_Work required_. Which of the lines below hold "unsigned"? Please return each one.

_____

//! Main parser coordinator
//!
//! This module provides the [`Parser`] struct and core parsing infrastructure,
//! including the error type, helper methods, and the main parse entry point.
//!
//! # Parser Architecture
//!
//! The Parser uses a recursive descent approach with the following
//! organization:
//! - This module: Parser struct, helper methods, and coordination
//! - `declarations`: Parsing declaration specifiers, declarators, and
//!   struct/union/enum bodies
//!
//! # Typedef names
//!
//! C grammar is not context-free: whether an identifier is a typedef-name
//! depends on earlier declarations. The parser keeps a set of names it has
//! seen declared with `typedef` and consults it when deciding whether a bare
//! identifier starts a type specifier.

use crate::parser::ast::*;
use crate::parser::lexer::{LexError, Lexer, Token};
use rustc_hash::FxHashSet;
use std::fmt;

/// Parser error type
#[derive(Debug)]
pub struct ParseError {
    pub message: String,
    pub location: SourceLocation,
}

impl fmt::Display for ParseError {
    fn fmt(&self, f: &mut fmt::Formatter<'_>) -> fmt::Result {
        write!(
            f,
            "Parse error at line {}, column {}: {}",
            self.location.line, self.location.column, self.message
        )
    }
}

impl std::error::Error for ParseError {}

impl From<LexError> for ParseError {
    fn from(err: LexError) -> Self {
        ParseError {
            message: err.message,
            location: err.location,
        }
    }
}

/// Recursive descent parser for external C declarations
pub struct Parser {
    pub(crate) tokens: Vec<Token>,
    pub(crate) position: usize,

    /// Names introduced by `typedef` declarations parsed so far.
    pub(crate) typedef_names: FxHashSet<String>,
}

impl Parser {
    pub fn new(source: &str) -> Result<Self, ParseError> {
        let mut lexer = Lexer::new(source);
        let tokens = lexer.tokenize()?;
        Ok(Self {
            tokens,
            position: 0,
            typedef_names: FxHashSet::default(),
        })
    }

    /// Parse the entire translation unit (a sequence of declarations)
    pub fn parse_program(&mut self) -> Result<Program, ParseError> {
        let mut program = Program::new();

        while !self.is_at_end() {
            let decl = self.parse_declaration()?;
            program.declarations.push(decl);
        }

        Ok(program)
    }

    // ===== Helper methods =====

    /// True when `name` has been declared as a typedef earlier in the input.
    pub(crate) fn is_typedef_name(&self, name: &str) -> bool {
        self.typedef_names.contains(name)
    }

    pub(crate) fn match_token(&mut self, token: &Token) -> bool {
        if std::mem::discriminant(&self.peek_token()) == std::mem::discriminant(token) {
            self.advance();
            true
        } else {
            false
        }
    }

    pub(crate) fn check(&self, token: &Token) -> bool {
        std::mem::discriminant(&self.peek_token()) == std::mem::discriminant(token)
    }

    pub(crate) fn advance(&mut self) -> &Token {
        if !self.is_at_end() {
            self.position += 1;
        }
        self.previous()
    }

    pub(crate) fn is_at_end(&self) -> bool {
        matches!(self.peek_token(), Token::Eof(_))
    }

    pub(crate) fn peek(&self) -> &Token {
        &self.tokens[self.position]
    }

    pub(crate) fn peek_token(&self) -> Token {
        self.tokens[self.position].clone()
    }

    pub(crate) fn previous(&self) -> &Token {
        &self.tokens[self.position - 1]
    }

    pub(crate) fn current_location(&self) -> SourceLocation {
        self.peek().location()
    }

    pub(crate) fn expect_token(&mut self, token: &Token, message: &str) -> Result<(), ParseError> {
        if self.check(token) {
            self.advance();
            Ok(())
        } else {
            Err(ParseError {
                message: format!("{}, found {}", message, self.peek()),
                location: self.current_location(),
            })
        }
    }

    pub(crate) fn expect_lbrace(&mut self, ctx: &str) -> Result<(), ParseError> {
        self.expect_token(
            &Token::LBrace(self.current_location()),
            &format!("Expected '{{' {ctx}"),
        )
    }

    pub(crate) fn expect_rbrace(&mut self, ctx: &str) -> Result<(), ParseError> {
        self.expect_token(
            &Token::RBrace(self.current_location()),
            &format!("Expected '}}' {ctx}"),
        )
    }

    pub(crate) fn expect_semicolon(&mut self, ctx: &str) -> Result<(), ParseError> {
        self.expect_token(
            &Token::Semicolon(self.current_location()),
            &format!("Expected ';' {ctx}"),
        )
    }

    pub(crate) fn expect_identifier(&mut self) -> Result<String, ParseError> {
        if let Token::Ident(name, _) = self.peek_token() {
            self.advance();
            Ok(name)
        } else {
            Err(ParseError {
                message: format!("Expected identifier, found {}", self.peek()),
                location: self.current_location(),
            })
        }
    }
}

#[cfg(test)]
mod tests {
    use super::*;

    #[test]
    fn test_parse_simple_declaration() {
        let source = "static unsigned long counter;";
        let mut parser = Parser::new(source).unwrap();
        let program = parser.parse_program().unwrap();

        assert_eq!(program.declarations.len(), 1);
        let decl = &program.declarations[0];
        assert_eq!(
            decl.specifiers.storage_classes,
            vec![StorageClassSpec::Static]
        );
        assert_eq!(decl.specifiers.specifiers.type_specifiers.len(), 2);
        assert_eq!(decl.declarators.len(), 1);
        assert_eq!(decl.declarators[0].name, "counter");
        assert_eq!(decl.declarators[0].pointer_depth, 0);
    }

    #[test]
    fn test_parse_multiple_declarators() {
        let source = "long x, *p, **pp;";
        let mut parser = Parser::new(source).unwrap();
        let program = parser.parse_program().unwrap();

        let decl = &program.declarations[0];
        assert_eq!(decl.declarators.len(), 3);
        assert_eq!(decl.declarators[0].pointer_depth, 0);
        assert_eq!(decl.declarators[1].pointer_depth, 1);
        assert_eq!(decl.declarators[2].pointer_depth, 2);
    }

    #[test]
    fn test_typedef_name_recognition() {
        let source = "typedef unsigned long size; size n;";
        let mut parser = Parser::new(source).unwrap();
        let program = parser.parse_program().unwrap();

        assert_eq!(program.declarations.len(), 2);
        let second = &program.declarations[1];
        match &second.specifiers.specifiers.type_specifiers[0] {
            TypeSpecifier::TypedefName(name) => assert_eq!(name, "size"),
            other => panic!("Expected typedef-name specifier, got {:?}", other),
        }
    }

    #[test]
    fn test_unknown_identifier_is_not_a_type() {
        // "size" was never typedef'd, so this cannot parse as a declaration
        let source = "size n;";
        let mut parser = Parser::new(source).unwrap();
        assert!(parser.parse_program().is_err());
    }

    #[test]
    fn test_parse_struct_definition() {
        let source = "struct Point { long x; long y; };";
        let mut parser = Parser::new(source).unwrap();
        let program = parser.parse_program().unwrap();

        assert_eq!(program.declarations.len(), 1);
        let decl = &program.declarations[0];
        assert!(decl.declarators.is_empty());
        match &decl.specifiers.specifiers.type_specifiers[0] {
            TypeSpecifier::StructOrUnion { tag, name, members } => {
                assert_eq!(*tag, AggregateTag::Struct);
                assert_eq!(name.as_deref(), Some("Point"));
                assert_eq!(members.as_ref().unwrap().len(), 2);
            }
            other => panic!("Expected struct specifier, got {:?}", other),
        }
    }
}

_____

_Output for this task_.
        let source = "static unsigned long counter;";
        let source = "typedef unsigned long size; size n;";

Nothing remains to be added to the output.